The Numbers Behind the Headline
The scale is staggering. The plan reportedly pairs the job losses with the shuttering of four plants in Germany and a 15% cut to investment over the next five years. Volkswagen had already announced plans to slash 50,000 jobs in Germany by 2030 — and even that, management now signals, falls short of what the company believes it needs to survive. The automaker is also said to be exploring a spin-off of its core Volkswagen brand and its auto parts business into separate entities, a restructuring that would reshape a company that also owns Audi, Porsche, and others.
A Volkswagen spokesperson declined to comment on what it called “internal, confidential documents,” but acknowledged the company needs “sharper focus as well as stricter discipline over costs and investment.” More tellingly, the spokesperson admitted that VW’s traditional model — building cars in Europe and exporting them globally — “no longer works” for all of its brands.

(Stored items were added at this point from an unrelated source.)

//! bandit-lab — multi-armed bandit simulation harness
//!
//! Entry point. Loads configuration, initialises structured logging,
//! builds the arms and strategies, runs the simulation, and reports the
//! aggregated payout curves.

use anyhow::{Context, Result};
use tracing::{info, warn};

use bandit_lab::config;
use bandit_lab::engine::{aggregate, rank, Runner};
use bandit_lab::report::{self, PlotSpec};
use bandit_lab::storage::{self, SimulationRecord};

const DEFAULT_CONFIG: &str = "config.toml";

fn main() -> Result<()> {
    // Load .env file if present (non-fatal if missing)
    let _ = dotenv::dotenv();

    init_logging();

    let config_path = std::env::args().nth(1).unwrap_or_else(|| DEFAULT_CONFIG.to_string());
    let cfg = config::AppConfig::load(&config_path)?;
    let sim = &cfg.simulation;

    info!(
        config = %config_path,
        runs = sim.runs,
        epochs = sim.epochs,
        recommendation_size = sim.recommendation_size,
        arms = cfg.arms.len(),
        strategies = cfg.strategies.len(),
        seed = ?sim.seed,
        "bandit-lab starting up"
    );

    // -- Build engine inputs ---------------------------------------------

    let arms = cfg.build_arms()?;
    let strategies = cfg.build_strategies();
    let mut runner = Runner::new(arms, strategies).context("Failed to build runner")?;

    // -- Simulate and aggregate ------------------------------------------

    let results = runner
        .simulate(sim.runs, sim.epochs, sim.recommendation_size)
        .context("Simulation aborted")?;

    let aggregated = aggregate(&results, sim.runs, sim.epochs, sim.mode)?;
    report::print_aggregated_results(&aggregated);

    if let Some((best, value)) = rank(&aggregated).first() {
        info!(strategy = %best, final_value = format!("{value:.4}"), mode = %sim.mode, "Best strategy");
    }

    // -- Outputs ---------------------------------------------------------

    if let Some(path) = sim.results_path.as_deref() {
        let record = SimulationRecord::new(sim.runs, sim.epochs, sim.recommendation_size, results);
        storage::save_record(&record, Some(path))?;
        info!(path, id = %record.id, "Trial results saved");
    }

    if let Some(path) = sim.plot_path.as_deref() {
        if !PlotSpec::new(&aggregated, sim.scale).is_drawable() {
            warn!(scale = %sim.scale, "Some values cannot be shown on a log axis");
        }
        report::write_plot(path, &aggregated, sim.scale)?;
    }

    info!("bandit-lab finished.");
    Ok(())
}

/// Initialise the `tracing` subscriber.
fn init_logging() {
    use tracing_subscriber::{fmt, EnvFilter};

    let env_filter = EnvFilter::try_from_default_env()
        .unwrap_or_else(|_| EnvFilter::new("bandit_lab=info"));

    let json_logging = std::env::var("BANDIT_LAB_LOG_JSON").is_ok();

    if json_logging {
        fmt()
            .json()
            .with_env_filter(env_filter)
            .with_target(true)
            .with_writer(std::io::stderr)
            .init();
    } else {
        fmt()
            .with_env_filter(env_filter)
            .with_target(true)
            .with_writer(std::io::stderr)
            .init();
    }
}
//! Reporting — console listing and chart data export.
//!
//! Nothing here renders a chart. The plot export is a JSON document with one
//! labelled line per strategy plus the requested axis scale; any plotting
//! front end can draw it.

use anyhow::{Context, Result};
use serde::{Deserialize, Serialize};
use std::fmt::Write as _;
use std::path::Path;
use tracing::info;

use crate::engine::aggregator::rank;
use crate::types::{AggregatedSeries, AggregationMode, Scale};

/// Listing of every strategy's final value, best first.
pub fn format_aggregated_results(aggregated: &AggregatedSeries) -> String {
    let mut out = String::from("\nAggregated results:\n\n");
    for (strategy_id, value) in rank(aggregated) {
        let _ = writeln!(out, "{strategy_id}: {value:?}");
    }
    out
}

/// Print [`format_aggregated_results`] to stdout.
pub fn print_aggregated_results(aggregated: &AggregatedSeries) {
    print!("{}", format_aggregated_results(aggregated));
}

// ---------------------------------------------------------------------------
// Plot export
// ---------------------------------------------------------------------------

/// One line of the chart.
#[derive(Debug, Clone, PartialEq, Serialize, Deserialize)]
pub struct PlotLine {
    pub label: String,
    pub values: Vec<f64>,
}

/// Everything a line-chart renderer needs: x is the epoch index.
#[derive(Debug, Clone, PartialEq, Serialize, Deserialize)]
pub struct PlotSpec {
    pub mode: AggregationMode,
    pub scale: Scale,
    pub series: Vec<PlotLine>,
}

impl PlotSpec {
    pub fn new(aggregated: &AggregatedSeries, scale: Scale) -> Self {
        Self {
            mode: aggregated.mode,
            scale,
            series: aggregated
                .iter()
                .map(|s| PlotLine {
                    label: s.strategy_id.clone(),
                    values: s.values.clone(),
                })
                .collect(),
        }
    }

    /// Whether every value can be drawn on the requested axis. A log axis
    /// cannot show zero or negative values.
    pub fn is_drawable(&self) -> bool {
        match self.scale {
            Scale::Linear => true,
            Scale::Log => self
                .series
                .iter()
                .flat_map(|l| l.values.iter())
                .all(|&v| v > 0.0),
        }
    }
}

/// Write the plot spec as pretty JSON.
pub fn write_plot(path: impl AsRef<Path>, aggregated: &AggregatedSeries, scale: Scale) -> Result<()> {
    let path = path.as_ref();
    let spec = PlotSpec::new(aggregated, scale);
    let json = serde_json::to_string_pretty(&spec).context("Failed to serialise plot spec")?;
    std::fs::write(path, json)
        .with_context(|| format!("Failed to write plot spec to {}", path.display()))?;
    info!(path = %path.display(), lines = spec.series.len(), scale = %scale, "Plot spec written");
    Ok(())
}

// ---------------------------------------------------------------------------
// Tests
// ---------------------------------------------------------------------------
//! Synthetic glyphs, pages and font directories
//!
//! Glyphs are drawn as ASCII art (`#` is ink, anything else is paper) so
//! that tests do not depend on binary image files checked into the tree.

use crate::error::{TestError, TestResult};
use glyphscan_core::{Pix, PixMut, PixelDepth};
use std::path::Path;

/// Width of the built-in glyphs.
pub const GLYPH_WIDTH: u32 = 5;
/// Height of the built-in glyphs.
pub const GLYPH_HEIGHT: u32 = 7;
/// Blank columns between glyphs on a rendered line.
pub const LETTER_SPACING: u32 = 2;
/// Blank rows between rendered lines.
pub const LINE_SPACING: u32 = 4;
/// Blank border around a rendered page.
pub const MARGIN: u32 = 4;

/// Build a 1 bpp image from ASCII art rows.
pub fn glyph(rows: &[&str]) -> TestResult<Pix> {
    let width = rows.first().map_or(0, |r| r.chars().count());
    if width == 0 {
        return Err(TestError::Fixture("glyph has no rows".to_string()));
    }
    if rows.iter().any(|r| r.chars().count() != width) {
        return Err(TestError::Fixture("glyph rows differ in length".to_string()));
    }

    let mut pm = PixMut::new(width as u32, rows.len() as u32, PixelDepth::Bit1)?;
    for (y, row) in rows.iter().enumerate() {
        for (x, c) in row.chars().enumerate() {
            if c == '#' {
                pm.set_pixel(x as u32, y as u32, 1)?;
            }
        }
    }
    Ok(pm.into())
}

/// ASCII art for the built-in 5x7 font.
pub fn font_5x7(ch: char) -> Option<[&'static str; 7]> {
    let rows = match ch {
        'A' => [".###.", "#...#", "#...#", "#####", "#...#", "#...#", "#...#"],
        'B' => ["####.", "#...#", "#...#", "####.", "#...#", "#...#", "####."],
        'C' => [".####", "#....", "#....", "#....", "#....", "#....", ".####"],
        'H' => ["#...#", "#...#", "#...#", "#####", "#...#", "#...#", "#...#"],
        'I' => ["#####", "..#..", "..#..", "..#..", "..#..", "..#..", "#####"],
        'L' => ["#....", "#....", "#....", "#....", "#....", "#....", "#####"],
        'O' => [".###.", "#...#", "#...#", "#...#", "#...#", "#...#", ".###."],
        'T' => ["#####", "..#..", "..#..", "..#..", "..#..", "..#..", "..#.."],
        '1' => ["..#..", ".##..", "..#..", "..#..", "..#..", "..#..", ".###."],
        '2' => [".###.", "#...#", "....#", "...#.", "..#..", ".#...", "#####"],
        _ => return None,
    };
    Some(rows)
}

/// Characters available in the built-in font.
pub const FONT_5X7_CHARS: &str = "ABCHILOT12";

/// Render one built-in glyph.
pub fn font_glyph(ch: char) -> TestResult<Pix> {
    let rows = font_5x7(ch)
        .ok_or_else(|| TestError::Fixture(format!("no built-in glyph for {:?}", ch)))?;
    glyph(&rows)
}

/// Top-left corner of character `col` on line `line` of a rendered page.
pub fn glyph_origin(line: u32, col: u32) -> (i32, i32) {
    let x = MARGIN + col * (GLYPH_WIDTH + LETTER_SPACING);
    let y = MARGIN + line * (GLYPH_HEIGHT + LINE_SPACING);
    (x as i32, y as i32)
}

/// Render text with the built-in font onto a fresh 1 bpp page.
///
/// Lines are separated by `\n`; a space advances without drawing.
pub fn render_text(text: &str) -> TestResult<Pix> {
    let lines: Vec<&str> = text.split('\n').collect();
    let cols = lines.iter().map(|l| l.chars().count()).max().unwrap_or(0) as u32;
    let width = 2 * MARGIN + cols.max(1) * (GLYPH_WIDTH + LETTER_SPACING);
    let height = 2 * MARGIN + lines.len() as u32 * (GLYPH_HEIGHT + LINE_SPACING);

    let mut page = PixMut::new(width, height, PixelDepth::Bit1)?;
    for (line, chars) in lines.iter().enumerate() {
        for (col, ch) in chars.chars().enumerate() {
            if ch == ' ' {
                continue;
            }
            let (x, y) = glyph_origin(line as u32, col as u32);
            page.paint(&font_glyph(ch)?, x, y)?;
        }
    }
    Ok(page.into())
}

/// Convert a 1 bpp image to 32 bpp RGBA: ink opaque black, paper fully
/// transparent.
pub fn to_transparent_rgba(pix: &Pix) -> TestResult<Pix> {
    let mut out = PixMut::new(pix.width(), pix.height(), PixelDepth::Bit32)?;
    for y in 0..pix.height() {
        for x in 0..pix.width() {
            let alpha = if pix.get_pixel(x, y) == Some(1) { 255 } else { 0 };
            out.set_rgba(x, y, 0, 0, 0, alpha)?;
        }
    }
    Ok(out.into())
}

/// Write each `(file_name, image)` pair as a PNG into `dir`.
pub fn write_font_dir(dir: &Path, glyphs: &[(&str, &Pix)]) -> TestResult<()> {
    std::fs::create_dir_all(dir)?;
    for (file_name, pix) in glyphs {
        let path = dir.join(file_name);
        glyphscan_io::write_image(pix, &path).map_err(|e| TestError::ImageWrite {
            path: path.display().to_string(),
            message: e.to_string(),
        })?;
    }
    Ok(())
}

/// Write the built-in glyphs for `chars` into `dir` as `<char>.png`.
pub fn write_builtin_font(dir: &Path, chars: &str) -> TestResult<()> {
    let glyphs = chars
        .chars()
        .map(|ch| -> TestResult<(String, Pix)> { Ok((format!("{}.png", ch), font_glyph(ch)?)) })
        .collect::<TestResult<Vec<_>>>()?;
    let refs: Vec<(&str, &Pix)> = glyphs.iter().map(|(n, p)| (n.as_str(), p)).collect();
    write_font_dir(dir, &refs)
}
//! Exhaustive binary-correlation search

use super::{Hit, MatchSearch};
use crate::{RecogError, RecogResult};
use glyphscan_core::{Box as PixBox, Pix, PixelDepth};

/// Scores every placement of the template with
/// [`Pix::correlation_at`](glyphscan_core::Pix::correlation_at).
#[derive(Debug, Clone, Copy, Default)]
pub struct CorrelationSearch;

impl CorrelationSearch {
    /// Create the default searcher
    pub fn new() -> Self {
        Self
    }
}

fn check_inputs(template: &Pix, target: &Pix, region: &PixBox) -> RecogResult<()> {
    if target.depth() != PixelDepth::Bit1 {
        return Err(RecogError::CorrelationFailure(format!(
            "target must be 1 bpp, got {} bpp",
            target.depth().bits()
        )));
    }
    if template.depth() != PixelDepth::Bit1 {
        return Err(RecogError::CorrelationFailure(format!(
            "template must be 1 bpp, got {} bpp",
            template.depth().bits()
        )));
    }
    if region.is_empty() {
        return Err(RecogError::CorrelationFailure(format!(
            "empty search region {:?}",
            region
        )));
    }
    let bounds = PixBox::new_unchecked(0, 0, target.width() as i32, target.height() as i32);
    if region.x < 0 || region.y < 0 || !bounds.contains_box(region) {
        return Err(RecogError::CorrelationFailure(format!(
            "search region {:?} is outside the {}x{} target",
            region,
            target.width(),
            target.height()
        )));
    }
    Ok(())
}

impl MatchSearch for CorrelationSearch {
    fn search(
        &self,
        template: &Pix,
        target: &Pix,
        region: &PixBox,
        threshold: f64,
    ) -> RecogResult<Vec<Hit>> {
        check_inputs(template, target, region)?;

        let (tw, th) = (template.width() as i32, template.height() as i32);
        if tw > region.w || th > region.h {
            return Ok(Vec::new());
        }
        let template_count = template.count_foreground();

        let mut hits = Vec::new();
        for y in region.y..=region.bottom() - th {
            for x in region.x..=region.right() - tw {
                let quality = target
                    .correlation_at(template, x as u32, y as u32, template_count)
                    .map_err(|e| RecogError::CorrelationFailure(e.to_string()))?;
                if quality >= threshold {
                    hits.push(Hit { x, y, quality });
                }
            }
        }
        Ok(hits)
    }
}
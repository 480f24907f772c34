//! glyphscan - Template-matching OCR for Rust
//!
//! Recognizes machine-rendered text by matching a library of glyph images
//! against a page, resolving overlapping matches and reading the survivors
//! row by row.
//!
//! # Overview
//!
//! - Image I/O (PNG) and binarization
//! - Font families loaded from directories of glyph images
//! - Binary correlation search over a page region
//! - Conflict resolution and reading-order reconstruction
//!
//! # Example
//!
//! ```
//! use glyphscan::{Pix, PixelDepth};
//! use glyphscan::recog::{Ocr, OcrOptions};
//!
//! let ocr = Ocr::new(OcrOptions::default()).unwrap();
//! let page = Pix::new(64, 16, PixelDepth::Bit1).unwrap();
//! // no fonts loaded, nothing to read
//! assert_eq!(ocr.recognize(&page).unwrap(), "");
//! ```

// Re-export core types (primary data structures used everywhere)
pub use glyphscan_core::*;

// Re-export domain crates as modules to avoid name conflicts
pub use glyphscan_io as io;
pub use glyphscan_recog as recog;
//! Recognizer front end
//!
//! [`Ocr`] owns the loaded font families and the options, and runs the
//! whole pipeline on a page:
//!
//! ```text
//! page -> binarize -> search every symbol -> reconstruct -> text
//! ```

use crate::consolidate::reconstruct;
use crate::detect::find_all;
use crate::loader::load_font_dir_with_threshold;
use crate::search::CorrelationSearch;
use crate::symbol::{FontLibrary, FontSymbol};
use crate::symbol_match::SymbolMatch;
use crate::text::assemble_text;
use crate::{RecogError, RecogResult};
use glyphscan_core::{Box as PixBox, DEFAULT_BINARIZE_THRESHOLD, Pix};
use std::collections::BTreeMap;
use std::collections::btree_map::Entry;
use std::path::Path;
use tracing::debug;

/// Options for template recognition
#[derive(Debug, Clone, PartialEq)]
pub struct OcrOptions {
    /// Minimum correlation for a placement to count as a match (default: 0.7)
    pub threshold: f64,

    /// Area difference from which the larger of two overlapping matches
    /// wins regardless of quality (default: 50)
    pub size_gap: u64,

    /// Gray level below which glyph and page pixels are ink (default: 128)
    pub binarize_threshold: u8,

    /// Search symbols on the rayon thread pool (default: true)
    pub parallel: bool,
}

impl Default for OcrOptions {
    fn default() -> Self {
        Self {
            threshold: 0.7,
            size_gap: 50,
            binarize_threshold: DEFAULT_BINARIZE_THRESHOLD,
            parallel: true,
        }
    }
}

impl OcrOptions {
    /// Create new options with default values
    pub fn new() -> Self {
        Self::default()
    }

    /// Set the match threshold
    pub fn with_threshold(mut self, threshold: f64) -> Self {
        self.threshold = threshold;
        self
    }

    /// Set the size gap
    pub fn with_size_gap(mut self, size_gap: u64) -> Self {
        self.size_gap = size_gap;
        self
    }

    /// Set the binarization threshold
    pub fn with_binarize_threshold(mut self, threshold: u8) -> Self {
        self.binarize_threshold = threshold;
        self
    }

    /// Enable or disable the parallel search
    pub fn with_parallel(mut self, parallel: bool) -> Self {
        self.parallel = parallel;
        self
    }

    /// Validate options
    pub fn validate(&self) -> RecogResult<()> {
        if !(0.0..=1.0).contains(&self.threshold) {
            return Err(RecogError::InvalidParameter(format!(
                "threshold must be in [0, 1], got {}",
                self.threshold
            )));
        }
        if self.binarize_threshold == 0 {
            return Err(RecogError::InvalidParameter(
                "binarize_threshold must be positive".to_string(),
            ));
        }
        Ok(())
    }
}

/// Template-matching recognizer
#[derive(Debug, Clone, Default)]
pub struct Ocr {
    options: OcrOptions,
    families: BTreeMap<String, FontLibrary>,
}

impl Ocr {
    /// Create a recognizer with no fonts loaded
    pub fn new(options: OcrOptions) -> RecogResult<Self> {
        options.validate()?;
        Ok(Self {
            options,
            families: BTreeMap::new(),
        })
    }

    /// The recognizer's options
    pub fn options(&self) -> &OcrOptions {
        &self.options
    }

    /// Load a font directory as a family named after the directory.
    ///
    /// A family loaded earlier under the same name is replaced.
    pub fn load_font<P: AsRef<Path>>(&mut self, dir: P) -> RecogResult<&FontLibrary> {
        let library = load_font_dir_with_threshold(dir, self.options.binarize_threshold)?;
        Ok(self.add_library(library))
    }

    /// Register an already built library, replacing one with the same name.
    pub fn add_library(&mut self, library: FontLibrary) -> &FontLibrary {
        match self.families.entry(library.name().to_string()) {
            Entry::Occupied(mut slot) => {
                debug!(family = library.name(), "replacing font family");
                slot.insert(library);
                slot.into_mut()
            }
            Entry::Vacant(slot) => slot.insert(library),
        }
    }

    /// Look up a loaded family
    pub fn family(&self, name: &str) -> Option<&FontLibrary> {
        self.families.get(name)
    }

    /// Names of the loaded families, sorted
    pub fn family_names(&self) -> impl Iterator<Item = &str> {
        self.families.keys().map(String::as_str)
    }

    /// Number of symbols across all families
    pub fn total_symbols(&self) -> usize {
        self.families.values().map(FontLibrary::len).sum()
    }

    /// Recognize the text on a whole page using every loaded family.
    pub fn recognize(&self, image: &Pix) -> RecogResult<String> {
        let region = full_region(image);
        self.recognize_region(image, &region)
    }

    /// Recognize the text inside `region` using every loaded family.
    pub fn recognize_region(&self, image: &Pix, region: &PixBox) -> RecogResult<String> {
        let page = self.binarize(image)?;
        let matches = self.find_matches(&page, region, None)?;
        Ok(assemble_text(&matches))
    }

    /// Recognize a whole page using only the named family.
    pub fn recognize_with_family(&self, image: &Pix, family: &str) -> RecogResult<String> {
        let page = self.binarize(image)?;
        let matches = self.find_matches(&page, &full_region(&page), Some(family))?;
        Ok(assemble_text(&matches))
    }

    /// Search a binary page and return the conflict-free matches in
    /// reading order.
    ///
    /// With `family` set only that family is searched; otherwise all of
    /// them, in family name order.
    pub fn find_matches(
        &self,
        page: &Pix,
        region: &PixBox,
        family: Option<&str>,
    ) -> RecogResult<Vec<SymbolMatch<'_>>> {
        let symbols: Vec<&FontSymbol> = match family {
            Some(name) => self
                .families
                .get(name)
                .ok_or_else(|| RecogError::UnknownFamily(name.to_string()))?
                .iter()
                .collect(),
            None => self.families.values().flat_map(FontLibrary::iter).collect(),
        };

        let raw = find_all(
            &CorrelationSearch,
            &symbols,
            page,
            region,
            self.options.threshold,
            self.options.parallel,
        )?;
        let ordered = reconstruct(&raw, self.options.size_gap);
        debug!(
            region = ?region,
            raw = raw.len(),
            kept = ordered.len(),
            "recognized region"
        );
        Ok(ordered)
    }

    fn binarize(&self, image: &Pix) -> RecogResult<Pix> {
        Ok(image.convert_to_binary(self.options.binarize_threshold)?)
    }
}

fn full_region(pix: &Pix) -> PixBox {
    PixBox::new_unchecked(0, 0, pix.width() as i32, pix.height() as i32)
}

#[cfg(test)]
mod tests {
    use super::*;

    #[test]
    fn test_options_default_and_builders() {
        let opts = OcrOptions::default();
        assert_eq!(opts.threshold, 0.7);
        assert_eq!(opts.size_gap, 50);
        assert_eq!(opts.binarize_threshold, 128);
        assert!(opts.parallel);

        let opts = OcrOptions::new()
            .with_threshold(0.9)
            .with_size_gap(10)
            .with_binarize_threshold(100)
            .with_parallel(false);
        assert_eq!(
            opts,
            OcrOptions {
                threshold: 0.9,
                size_gap: 10,
                binarize_threshold: 100,
                parallel: false,
            }
        );
        assert!(opts.validate().is_ok());
    }

    #[test]
    fn test_options_validation() {
        assert!(OcrOptions::new().with_threshold(1.1).validate().is_err());
        assert!(OcrOptions::new().with_threshold(-0.5).validate().is_err());
        assert!(OcrOptions::new().with_threshold(f64::NAN).validate().is_err());
        assert!(OcrOptions::new().with_binarize_threshold(0).validate().is_err());
        assert!(Ocr::new(OcrOptions::new().with_threshold(2.0)).is_err());
    }

    #[test]
    fn test_unknown_family() {
        let ocr = Ocr::new(OcrOptions::default()).unwrap();
        let page = Pix::new(8, 8, glyphscan_core::PixelDepth::Bit1).unwrap();
        assert!(matches!(
            ocr.recognize_with_family(&page, "missing"),
            Err(RecogError::UnknownFamily(ref name)) if name == "missing"
        ));
        assert_eq!(ocr.recognize(&page).unwrap(), "");
        assert_eq!(ocr.total_symbols(), 0);
    }

    #[test]
    fn test_missing_font_dir() {
        let mut ocr = Ocr::new(OcrOptions::default()).unwrap();
        let result = ocr.load_font("/nonexistent/glyphscan/font_dir");
        assert!(matches!(result, Err(RecogError::Io(_))));
        assert_eq!(ocr.family_names().count(), 0);
    }
}
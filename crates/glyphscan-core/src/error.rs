//! Error types for glyphscan-core
//!
//! Provides a unified error type for all raster and geometry operations in
//! the core crate. Each variant captures enough context for diagnostics
//! without exposing internal layout details.

use thiserror::Error;

/// glyphscan-core error type
#[derive(Error, Debug)]
pub enum Error {
    /// Invalid image dimensions
    #[error("invalid image dimensions: {width}x{height}")]
    InvalidDimension { width: u32, height: u32 },

    /// Index out of bounds
    #[error("pixel ({x}, {y}) out of bounds for {width}x{height} image")]
    IndexOutOfBounds {
        x: u32,
        y: u32,
        width: u32,
        height: u32,
    },

    /// Incompatible pixel depths
    #[error("incompatible pixel depths: {0} bpp vs {1} bpp")]
    IncompatibleDepths(u32, u32),

    /// Unsupported pixel depth for this operation
    #[error("unsupported pixel depth: {0} bpp")]
    UnsupportedDepth(u32),

    /// Invalid parameter value
    #[error("invalid parameter: {0}")]
    InvalidParameter(String),
}

/// Result type alias for glyphscan-core operations
pub type Result<T> = std::result::Result<T, Error>;
//! Match search driver
//!
//! Runs a [`MatchSearch`] for every symbol of a font set over one region of
//! a page and collects the hits as [`SymbolMatch`]es. Hits whose quality
//! is not in `[threshold, 1]` are dropped; nothing else is filtered or
//! ordered here, that is the job of [`crate::reconstruct`].

use crate::search::{CorrelationSearch, MatchSearch};
use crate::symbol::FontSymbol;
use crate::symbol_match::SymbolMatch;
use crate::{RecogError, RecogResult};
use glyphscan_core::{Box as PixBox, Pix};
use rayon::prelude::*;
use tracing::debug;

/// Find all matches of `symbols` in `region` of the binary `target` with
/// the default correlation search.
///
/// Matches are grouped by symbol, in symbol order; within a symbol they
/// follow the searcher's order.
pub fn detect<'a>(
    symbols: &'a [FontSymbol],
    target: &Pix,
    region: &PixBox,
    threshold: f64,
) -> RecogResult<Vec<SymbolMatch<'a>>> {
    detect_with(&CorrelationSearch, symbols, target, region, threshold)
}

/// Like [`detect`], with a caller-supplied search.
pub fn detect_with<'a, S: MatchSearch + ?Sized>(
    searcher: &S,
    symbols: &'a [FontSymbol],
    target: &Pix,
    region: &PixBox,
    threshold: f64,
) -> RecogResult<Vec<SymbolMatch<'a>>> {
    let refs: Vec<&'a FontSymbol> = symbols.iter().collect();
    find_all(searcher, &refs, target, region, threshold, true)
}

/// Search each symbol and concatenate the matches in symbol order.
///
/// With `parallel` set the symbols are searched on the rayon pool; the
/// output is the same as the sequential run.
pub fn find_all<'a, S: MatchSearch + ?Sized>(
    searcher: &S,
    symbols: &[&'a FontSymbol],
    target: &Pix,
    region: &PixBox,
    threshold: f64,
    parallel: bool,
) -> RecogResult<Vec<SymbolMatch<'a>>> {
    if !(0.0..=1.0).contains(&threshold) {
        return Err(RecogError::InvalidParameter(format!(
            "threshold must be in [0, 1], got {}",
            threshold
        )));
    }

    let search_one = |symbol: &&'a FontSymbol| -> RecogResult<Vec<SymbolMatch<'a>>> {
        let symbol: &'a FontSymbol = symbol;
        let hits = searcher.search(symbol.template(), target, region, threshold)?;
        Ok(hits
            .into_iter()
            // also rejects NaN
            .filter(|hit| hit.quality >= threshold && hit.quality <= 1.0)
            .map(|hit| SymbolMatch::new(symbol, hit.x, hit.y, hit.quality))
            .collect())
    };

    let per_symbol: Vec<Vec<SymbolMatch<'a>>> = if parallel {
        symbols.par_iter().map(search_one).collect::<RecogResult<_>>()?
    } else {
        symbols.iter().map(search_one).collect::<RecogResult<_>>()?
    };

    let matches: Vec<SymbolMatch<'a>> = per_symbol.into_iter().flatten().collect();
    debug!(
        symbols = symbols.len(),
        matches = matches.len(),
        threshold,
        "searched region"
    );
    Ok(matches)
}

A Perfect Storm: Tariffs, China, and the EV Squeeze
How did Europe’s industrial crown jewel arrive here? The pressures have been building for years. Fresh U.S. tariffs have hammered VW’s export economics — a blow we covered when Volkswagen took a heavy tariff hit earlier in 2025, and again as the company tried to hold the line on pricing despite tariff uncertainty. More recently, VW has been pushing for a tariff break on its Mexico-built cars as it rebuilds its U.S. game plan.
At the same time, the rise of Chinese electric vehicle makers like BYD has eroded VW’s once-dominant position in the world’s largest car market. The company’s own electric transition has been bumpy, with high-profile setbacks such as the Scout EV relaunch slipping over technical issues. Volkswagen shares have fallen more than a quarter so far this year — a market verdict that speaks louder than any press release.
Unions Promise a Fight
Any cuts of this magnitude will collide head-on with Germany’s powerful labor movement. The union IG Metall and Volkswagen’s General Works Council issued a blunt joint warning: if such plans move forward, they will resist them “with all our might.” With VW’s unique governance structure giving workers and the state of Lower Saxony significant sway, management cannot simply impose its will — setting the stage for one of the most consequential industrial showdowns Europe has seen in decades.
Is This the Biggest Crisis in Automotive History?
It is a fair question. Volkswagen has weathered existential moments before — most notably the Dieselgate emissions scandal that cost it tens of billions and its reputation. But Dieselgate was a self-inflicted legal and ethical wound. What VW faces now is structural: a fundamental mismatch between how it has built cars for generations and the realities of tariffs, Chinese competition, and an electric future it has struggled to lead. If 100,000 jobs and four plants do fall, it would arguably be the single largest corporate restructuring the auto sector has ever attempted.
Whether history records this as the biggest crisis the automotive industry has ever faced — or simply the painful birth of a leaner, reinvented Volkswagen — depends on what happens in the negotiating rooms of Wolfsburg in the months ahead. For now, the world’s car industry is watching, and holding its breath.